(Beginning of RECORDS FOR THE TASK)

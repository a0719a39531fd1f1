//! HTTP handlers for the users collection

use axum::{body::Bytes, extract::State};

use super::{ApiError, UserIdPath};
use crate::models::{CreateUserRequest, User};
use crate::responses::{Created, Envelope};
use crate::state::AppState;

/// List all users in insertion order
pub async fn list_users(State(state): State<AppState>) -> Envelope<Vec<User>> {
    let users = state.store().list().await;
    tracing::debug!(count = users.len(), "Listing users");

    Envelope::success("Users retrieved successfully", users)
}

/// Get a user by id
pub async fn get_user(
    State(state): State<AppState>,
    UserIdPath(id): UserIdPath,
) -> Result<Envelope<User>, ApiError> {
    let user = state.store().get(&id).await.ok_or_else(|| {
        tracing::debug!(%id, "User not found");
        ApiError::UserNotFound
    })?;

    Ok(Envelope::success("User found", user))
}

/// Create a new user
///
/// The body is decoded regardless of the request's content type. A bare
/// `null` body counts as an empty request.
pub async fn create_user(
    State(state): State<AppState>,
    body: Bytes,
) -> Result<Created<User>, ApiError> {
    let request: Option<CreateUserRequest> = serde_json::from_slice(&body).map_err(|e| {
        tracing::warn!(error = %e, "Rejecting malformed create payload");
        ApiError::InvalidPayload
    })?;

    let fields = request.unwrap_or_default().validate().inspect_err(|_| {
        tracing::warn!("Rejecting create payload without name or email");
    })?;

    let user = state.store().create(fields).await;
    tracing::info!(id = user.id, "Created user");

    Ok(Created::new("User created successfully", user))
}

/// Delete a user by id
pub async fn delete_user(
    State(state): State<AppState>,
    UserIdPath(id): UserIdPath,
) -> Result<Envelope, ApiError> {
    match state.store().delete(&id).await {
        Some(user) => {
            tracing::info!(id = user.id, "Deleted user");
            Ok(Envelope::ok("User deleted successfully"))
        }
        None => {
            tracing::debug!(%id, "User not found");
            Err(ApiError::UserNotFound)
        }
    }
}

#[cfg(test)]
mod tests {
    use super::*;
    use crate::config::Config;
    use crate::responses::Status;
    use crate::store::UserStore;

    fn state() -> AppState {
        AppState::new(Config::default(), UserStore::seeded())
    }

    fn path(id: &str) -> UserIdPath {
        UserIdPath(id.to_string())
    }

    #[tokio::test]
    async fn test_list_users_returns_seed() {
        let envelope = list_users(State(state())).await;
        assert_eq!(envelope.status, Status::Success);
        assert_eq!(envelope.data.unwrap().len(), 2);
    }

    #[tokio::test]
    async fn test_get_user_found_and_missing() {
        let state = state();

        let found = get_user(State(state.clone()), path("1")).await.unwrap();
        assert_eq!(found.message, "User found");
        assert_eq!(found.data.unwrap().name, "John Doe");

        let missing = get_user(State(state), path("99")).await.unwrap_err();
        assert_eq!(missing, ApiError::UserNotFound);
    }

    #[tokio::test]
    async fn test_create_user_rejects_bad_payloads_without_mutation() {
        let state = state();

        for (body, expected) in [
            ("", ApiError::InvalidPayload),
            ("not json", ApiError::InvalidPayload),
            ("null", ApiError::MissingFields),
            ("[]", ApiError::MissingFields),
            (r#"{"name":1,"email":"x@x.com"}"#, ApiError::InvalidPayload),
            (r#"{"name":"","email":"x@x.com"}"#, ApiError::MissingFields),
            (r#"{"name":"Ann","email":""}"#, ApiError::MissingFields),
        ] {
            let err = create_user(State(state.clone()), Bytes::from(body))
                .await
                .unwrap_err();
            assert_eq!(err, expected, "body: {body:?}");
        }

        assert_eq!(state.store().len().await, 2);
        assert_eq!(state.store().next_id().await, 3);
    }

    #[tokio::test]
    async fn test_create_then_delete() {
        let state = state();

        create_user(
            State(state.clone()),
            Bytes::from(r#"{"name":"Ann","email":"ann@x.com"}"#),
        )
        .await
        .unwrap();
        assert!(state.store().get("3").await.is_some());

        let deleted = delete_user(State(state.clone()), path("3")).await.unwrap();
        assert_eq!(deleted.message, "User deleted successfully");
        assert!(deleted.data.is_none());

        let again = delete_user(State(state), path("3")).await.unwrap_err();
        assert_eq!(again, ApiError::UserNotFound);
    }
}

(End of RECORDS FOR THE TASK)
(Beginning of RECORDS FOR THE TASK)

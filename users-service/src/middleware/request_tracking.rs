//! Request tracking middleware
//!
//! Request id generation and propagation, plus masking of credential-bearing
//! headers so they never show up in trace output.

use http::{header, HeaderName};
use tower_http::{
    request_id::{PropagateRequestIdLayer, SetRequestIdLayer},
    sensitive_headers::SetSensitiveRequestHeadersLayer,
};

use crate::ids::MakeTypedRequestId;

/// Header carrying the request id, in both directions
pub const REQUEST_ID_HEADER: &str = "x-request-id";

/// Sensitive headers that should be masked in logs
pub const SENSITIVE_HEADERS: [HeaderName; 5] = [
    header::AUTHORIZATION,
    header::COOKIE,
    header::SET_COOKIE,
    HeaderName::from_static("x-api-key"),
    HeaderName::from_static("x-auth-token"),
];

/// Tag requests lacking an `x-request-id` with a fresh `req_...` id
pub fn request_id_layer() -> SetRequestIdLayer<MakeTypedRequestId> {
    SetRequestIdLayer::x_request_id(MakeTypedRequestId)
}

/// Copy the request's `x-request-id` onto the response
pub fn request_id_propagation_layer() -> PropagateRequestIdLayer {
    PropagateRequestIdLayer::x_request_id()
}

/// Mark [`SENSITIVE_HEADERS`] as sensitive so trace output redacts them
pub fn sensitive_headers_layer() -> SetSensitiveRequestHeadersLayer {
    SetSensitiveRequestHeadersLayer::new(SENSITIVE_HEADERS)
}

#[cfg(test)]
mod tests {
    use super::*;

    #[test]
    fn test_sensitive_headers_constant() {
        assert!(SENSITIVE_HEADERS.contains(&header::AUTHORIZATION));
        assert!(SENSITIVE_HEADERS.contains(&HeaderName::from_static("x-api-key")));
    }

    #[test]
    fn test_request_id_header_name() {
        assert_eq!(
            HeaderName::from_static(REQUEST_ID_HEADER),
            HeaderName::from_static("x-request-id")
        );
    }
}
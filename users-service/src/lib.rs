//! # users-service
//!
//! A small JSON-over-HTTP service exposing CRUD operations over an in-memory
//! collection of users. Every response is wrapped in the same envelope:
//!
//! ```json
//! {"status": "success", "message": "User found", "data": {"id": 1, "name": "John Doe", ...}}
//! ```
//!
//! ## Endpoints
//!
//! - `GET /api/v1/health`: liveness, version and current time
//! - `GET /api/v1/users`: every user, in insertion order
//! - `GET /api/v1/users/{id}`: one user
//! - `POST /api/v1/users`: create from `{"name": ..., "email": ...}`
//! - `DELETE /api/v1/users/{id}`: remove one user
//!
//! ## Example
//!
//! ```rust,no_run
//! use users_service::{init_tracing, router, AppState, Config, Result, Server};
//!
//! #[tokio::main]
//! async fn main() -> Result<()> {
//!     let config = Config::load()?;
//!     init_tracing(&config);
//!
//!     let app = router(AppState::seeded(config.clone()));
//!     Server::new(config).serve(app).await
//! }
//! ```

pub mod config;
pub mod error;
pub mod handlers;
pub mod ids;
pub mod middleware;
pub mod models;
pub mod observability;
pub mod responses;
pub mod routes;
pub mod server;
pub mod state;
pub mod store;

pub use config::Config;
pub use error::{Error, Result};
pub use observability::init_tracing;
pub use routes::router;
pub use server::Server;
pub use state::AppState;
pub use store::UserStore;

(End of RECORDS FOR THE TASK)

• **WORK TO BE COMPLETED**: Filter the records above and copy every line that contains the word "Bytes".

• **ANSWER FOR THIS EXERCISE**:
use axum::{body::Bytes, extract::State};
    body: Bytes,
            let err = create_user(State(state.clone()), Bytes::from(body))
            Bytes::from(r#"{"name":"Ann","email":"ann@x.com"}"#),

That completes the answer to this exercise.